--- START ---

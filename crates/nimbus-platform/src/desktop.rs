use std::sync::Arc;
use std::time::Instant;

use nimbus_core::*;
use winit::application::ApplicationHandler;
use winit::dpi::PhysicalSize;
use winit::event::{ElementState, MouseButton, WindowEvent};
use winit::event_loop::{ActiveEventLoop, EventLoop};
use winit::keyboard::ModifiersState;
use winit::window::{Window, WindowAttributes, WindowId};

use crate::common;
use crate::session::{DEFAULT_SIZE, ImeTarget, Session};

#[derive(Clone, Debug)]
pub struct DesktopOptions {
    pub title: String,
    /// Initial inner size in physical px.
    pub size: (u32, u32),
    /// Keep requesting frames even when nothing changed. Needed for video
    /// backgrounds and other time-driven content.
    pub continuous_redraw: bool,
}

impl Default for DesktopOptions {
    fn default() -> Self {
        Self {
            title: "Nimbus".into(),
            size: DEFAULT_SIZE,
            continuous_redraw: true,
        }
    }
}

pub fn run_desktop_app(root: impl FnMut(&mut Scheduler) -> View + 'static) -> anyhow::Result<()> {
    run_desktop_app_with_options(root, DesktopOptions::default())
}

pub fn run_desktop_app_with_options(
    root: impl FnMut(&mut Scheduler) -> View + 'static,
    options: DesktopOptions,
) -> anyhow::Result<()> {
    struct App {
        options: DesktopOptions,
        session: Session,
        window: Option<Arc<Window>>,
        backend: Option<nimbus_render_wgpu::WgpuBackend>,
        cursor: Vec2,
        modifiers: ModifiersState,
        ime: Option<ImeTarget>,
        dirty: bool,
    }

    impl App {
        fn request_redraw(&mut self) {
            self.dirty = true;
            if let Some(w) = &self.window {
                w.request_redraw();
            }
        }

        fn after_input(&mut self, changed: bool) {
            if let Some(w) = &self.window {
                common::sync_ime(w, &self.session, &mut self.ime);
            }
            if changed {
                self.request_redraw();
            }
        }

        fn shutdown(&mut self) {
            self.session.unmount();
            self.backend = None;
            self.ime = None;
        }
    }

    impl ApplicationHandler<()> for App {
        fn resumed(&mut self, el: &ActiveEventLoop) {
            if self.window.is_some() {
                return;
            }
            let (w, h) = self.options.size;
            let attrs = WindowAttributes::default()
                .with_title(self.options.title.clone())
                .with_inner_size(PhysicalSize::new(w, h));
            let win = match el.create_window(attrs) {
                Ok(win) => Arc::new(win),
                Err(e) => {
                    log::error!("Failed to create window: {e:?}");
                    el.exit();
                    return;
                }
            };
            let size = win.inner_size();
            self.session.set_size(size.width, size.height);
            self.session.set_density(win.scale_factor() as f32);
            match nimbus_render_wgpu::WgpuBackend::new(win.clone()) {
                Ok(b) => {
                    self.backend = Some(b);
                    self.window = Some(win);
                    self.session.mount();
                    self.request_redraw();
                }
                Err(e) => {
                    log::error!("Failed to create WGPU backend: {e:?}");
                    el.exit();
                }
            }
        }

        fn suspended(&mut self, _el: &ActiveEventLoop) {
            log::info!("suspended; disposing screen");
            self.shutdown();
            self.window = None;
        }

        fn window_event(&mut self, el: &ActiveEventLoop, _id: WindowId, event: WindowEvent) {
            match event {
                WindowEvent::CloseRequested => {
                    log::info!("Window close requested");
                    self.shutdown();
                    el.exit();
                }
                WindowEvent::Resized(size) => {
                    self.session.set_size(size.width, size.height);
                    if let Some(b) = &mut self.backend {
                        b.configure_surface(size.width, size.height);
                    }
                    self.request_redraw();
                }
                WindowEvent::ScaleFactorChanged { scale_factor, .. } => {
                    self.session.set_density(scale_factor as f32);
                    self.request_redraw();
                }
                WindowEvent::ModifiersChanged(m) => self.modifiers = m.state(),
                WindowEvent::CursorMoved { position, .. } => {
                    self.cursor = common::to_vec2(position);
                    self.session.pointer_move(self.cursor);
                    self.request_redraw();
                }
                WindowEvent::CursorLeft { .. } => self.session.cancel_pointer(),
                WindowEvent::MouseInput {
                    state,
                    button: MouseButton::Left,
                    ..
                } => {
                    match state {
                        ElementState::Pressed => {
                            self.session
                                .pointer_down(self.cursor, self.modifiers.shift_key());
                        }
                        ElementState::Released => {
                            self.session.pointer_up(self.cursor);
                        }
                    }
                    self.after_input(true);
                }
                WindowEvent::KeyboardInput { event, .. } => {
                    let changed = common::dispatch_key(&mut self.session, &event, self.modifiers);
                    self.after_input(changed);
                }
                WindowEvent::Ime(ime) => {
                    let changed = common::dispatch_ime(&mut self.session, ime);
                    self.after_input(changed);
                }
                WindowEvent::RedrawRequested => {
                    let Some(backend) = self.backend.as_mut() else {
                        return;
                    };
                    let frame = self.session.frame_at(Instant::now());
                    backend.frame(&frame.scene, GlyphRasterConfig::default());
                    self.dirty = false;
                    if let Some(w) = &self.window {
                        common::sync_ime(w, &self.session, &mut self.ime);
                    }
                }
                _ => {}
            }
        }

        fn about_to_wait(&mut self, _el: &ActiveEventLoop) {
            if self.options.continuous_redraw
                || self.dirty
                || self.session.wants_redraw(Instant::now())
            {
                self.request_redraw();
            }
        }

        fn exiting(&mut self, _el: &ActiveEventLoop) {
            self.shutdown();
        }
    }

    let event_loop = EventLoop::new()?;
    let mut app = App {
        options,
        session: Session::new(root),
        window: None,
        backend: None,
        cursor: Vec2::default(),
        modifiers: ModifiersState::default(),
        ime: None,
        dirty: true,
    };
    event_loop.run_app(&mut app)?;
    Ok(())
}
pub use crate::color::Color;
pub use crate::effects::{Dispose, disposable_effect, effect, on_unmount, side_effect};
pub use crate::focus::{FocusDirection, FocusManager, FocusRequester, local_focus_manager};
pub use crate::geometry::{Rect, Size, Vec2};
pub use crate::image::{ImageFit, ImageHandle};
pub use crate::locals::{
    Density, Dp, TextScale, Theme, density, dp_to_px, text_scale, theme, with_density,
    with_text_scale, with_theme,
};
pub use crate::modifier::{Fill, Insets, Modifier};
pub use crate::render_api::{GlyphRasterConfig, RenderBackend};
pub use crate::runtime::{
    Frame, Scheduler, frame_time, remember, remember_state, remember_state_with_key,
    remember_with_key,
};
pub use crate::scope::{Scope, current_scope, scoped_effect};
pub use crate::semantics::{Role, Semantics};
pub use crate::signal::{Signal, signal};
pub use crate::text_input::{
    ImeAction, KeyboardActions, KeyboardOptions, KeyboardType, VisualTransformation,
};
pub use crate::view::{IconGlyph, Scene, SceneNode, View, ViewId, ViewKind};
pub use taffy::{AlignItems, JustifyContent};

--- END ---

Exercise description. Copy the material above, keeping every line exactly as it stands.

Result of the task.
filename crates/nimbus-platform/src/desktop.rs
use std::sync::Arc;
use std::time::Instant;

use nimbus_core::*;
use winit::application::ApplicationHandler;
use winit::dpi::PhysicalSize;
use winit::event::{ElementState, MouseButton, WindowEvent};
use winit::event_loop::{ActiveEventLoop, EventLoop};
use winit::keyboard::ModifiersState;
use winit::window::{Window, WindowAttributes, WindowId};

use crate::common;
use crate::session::{DEFAULT_SIZE, ImeTarget, Session};

#[derive(Clone, Debug)]
pub struct DesktopOptions {
    pub title: String,
    /// Initial inner size in physical px.
    pub size: (u32, u32),
    /// Keep requesting frames even when nothing changed. Needed for video
    /// backgrounds and other time-driven content.
    pub continuous_redraw: bool,
}

impl Default for DesktopOptions {
    fn default() -> Self {
        Self {
            title: "Nimbus".into(),
            size: DEFAULT_SIZE,
            continuous_redraw: true,
        }
    }
}

pub fn run_desktop_app(root: impl FnMut(&mut Scheduler) -> View + 'static) -> anyhow::Result<()> {
    run_desktop_app_with_options(root, DesktopOptions::default())
}

pub fn run_desktop_app_with_options(
    root: impl FnMut(&mut Scheduler) -> View + 'static,
    options: DesktopOptions,
) -> anyhow::Result<()> {
    struct App {
        options: DesktopOptions,
        session: Session,
        window: Option<Arc<Window>>,
        backend: Option<nimbus_render_wgpu::WgpuBackend>,
        cursor: Vec2,
        modifiers: ModifiersState,
        ime: Option<ImeTarget>,
        dirty: bool,
    }

    impl App {
        fn request_redraw(&mut self) {
            self.dirty = true;
            if let Some(w) = &self.window {
                w.request_redraw();
            }
        }

        fn after_input(&mut self, changed: bool) {
            if let Some(w) = &self.window {
                common::sync_ime(w, &self.session, &mut self.ime);
            }
            if changed {
                self.request_redraw();
            }
        }

        fn shutdown(&mut self) {
            self.session.unmount();
            self.backend = None;
            self.ime = None;
        }
    }

    impl ApplicationHandler<()> for App {
        fn resumed(&mut self, el: &ActiveEventLoop) {
            if self.window.is_some() {
                return;
            }
            let (w, h) = self.options.size;
            let attrs = WindowAttributes::default()
                .with_title(self.options.title.clone())
                .with_inner_size(PhysicalSize::new(w, h));
            let win = match el.create_window(attrs) {
                Ok(win) => Arc::new(win),
                Err(e) => {
                    log::error!("Failed to create window: {e:?}");
                    el.exit();
                    return;
                }
            };
            let size = win.inner_size();
            self.session.set_size(size.width, size.height);
            self.session.set_density(win.scale_factor() as f32);
            match nimbus_render_wgpu::WgpuBackend::new(win.clone()) {
                Ok(b) => {
                    self.backend = Some(b);
                    self.window = Some(win);
                    self.session.mount();
                    self.request_redraw();
                }
                Err(e) => {
                    log::error!("Failed to create WGPU backend: {e:?}");
                    el.exit();
                }
            }
        }

        fn suspended(&mut self, _el: &ActiveEventLoop) {
            log::info!("suspended; disposing screen");
            self.shutdown();
            self.window = None;
        }

        fn window_event(&mut self, el: &ActiveEventLoop, _id: WindowId, event: WindowEvent) {
            match event {
                WindowEvent::CloseRequested => {
                    log::info!("Window close requested");
                    self.shutdown();
                    el.exit();
                }
                WindowEvent::Resized(size) => {
                    self.session.set_size(size.width, size.height);
                    if let Some(b) = &mut self.backend {
                        b.configure_surface(size.width, size.height);
                    }
                    self.request_redraw();
                }
                WindowEvent::ScaleFactorChanged { scale_factor, .. } => {
                    self.session.set_density(scale_factor as f32);
                    self.request_redraw();
                }
                WindowEvent::ModifiersChanged(m) => self.modifiers = m.state(),
                WindowEvent::CursorMoved { position, .. } => {
                    self.cursor = common::to_vec2(position);
                    self.session.pointer_move(self.cursor);
                    self.request_redraw();
                }
                WindowEvent::CursorLeft { .. } => self.session.cancel_pointer(),
                WindowEvent::MouseInput {
                    state,
                    button: MouseButton::Left,
                    ..
                } => {
                    match state {
                        ElementState::Pressed => {
                            self.session
                                .pointer_down(self.cursor, self.modifiers.shift_key());
                        }
                        ElementState::Released => {
                            self.session.pointer_up(self.cursor);
                        }
                    }
                    self.after_input(true);
                }
                WindowEvent::KeyboardInput { event, .. } => {
                    let changed = common::dispatch_key(&mut self.session, &event, self.modifiers);
                    self.after_input(changed);
                }
                WindowEvent::Ime(ime) => {
                    let changed = common::dispatch_ime(&mut self.session, ime);
                    self.after_input(changed);
                }
                WindowEvent::RedrawRequested => {
                    let Some(backend) = self.backend.as_mut() else {
                        return;
                    };
                    let frame = self.session.frame_at(Instant::now());
                    backend.frame(&frame.scene, GlyphRasterConfig::default());
                    self.dirty = false;
                    if let Some(w) = &self.window {
                        common::sync_ime(w, &self.session, &mut self.ime);
                    }
                }
                _ => {}
            }
        }

        fn about_to_wait(&mut self, _el: &ActiveEventLoop) {
            if self.options.continuous_redraw
                || self.dirty
                || self.session.wants_redraw(Instant::now())
            {
                self.request_redraw();
            }
        }

        fn exiting(&mut self, _el: &ActiveEventLoop) {
            self.shutdown();
        }
    }

    let event_loop = EventLoop::new()?;
    let mut app = App {
        options,
        session: Session::new(root),
        window: None,
        backend: None,
        cursor: Vec2::default(),
        modifiers: ModifiersState::default(),
        ime: None,
        dirty: true,
    };
    event_loop.run_app(&mut app)?;
    Ok(())
}
pub use crate::color::Color;
pub use crate::effects::{Dispose, disposable_effect, effect, on_unmount, side_effect};
pub use crate::focus::{FocusDirection, FocusManager, FocusRequester, local_focus_manager};
pub use crate::geometry::{Rect, Size, Vec2};
pub use crate::image::{ImageFit, ImageHandle};
pub use crate::locals::{
    Density, Dp, TextScale, Theme, density, dp_to_px, text_scale, theme, with_density,
    with_text_scale, with_theme,
};
pub use crate::modifier::{Fill, Insets, Modifier};
pub use crate::render_api::{GlyphRasterConfig, RenderBackend};
pub use crate::runtime::{
    Frame, Scheduler, frame_time, remember, remember_state, remember_state_with_key,
    remember_with_key,
};
pub use crate::scope::{Scope, current_scope, scoped_effect};
pub use crate::semantics::{Role, Semantics};
pub use crate::signal::{Signal, signal};
pub use crate::text_input::{
    ImeAction, KeyboardActions, KeyboardOptions, KeyboardType, VisualTransformation,
};
pub use crate::view::{IconGlyph, Scene, SceneNode, View, ViewId, ViewKind};
pub use taffy::{AlignItems, JustifyContent};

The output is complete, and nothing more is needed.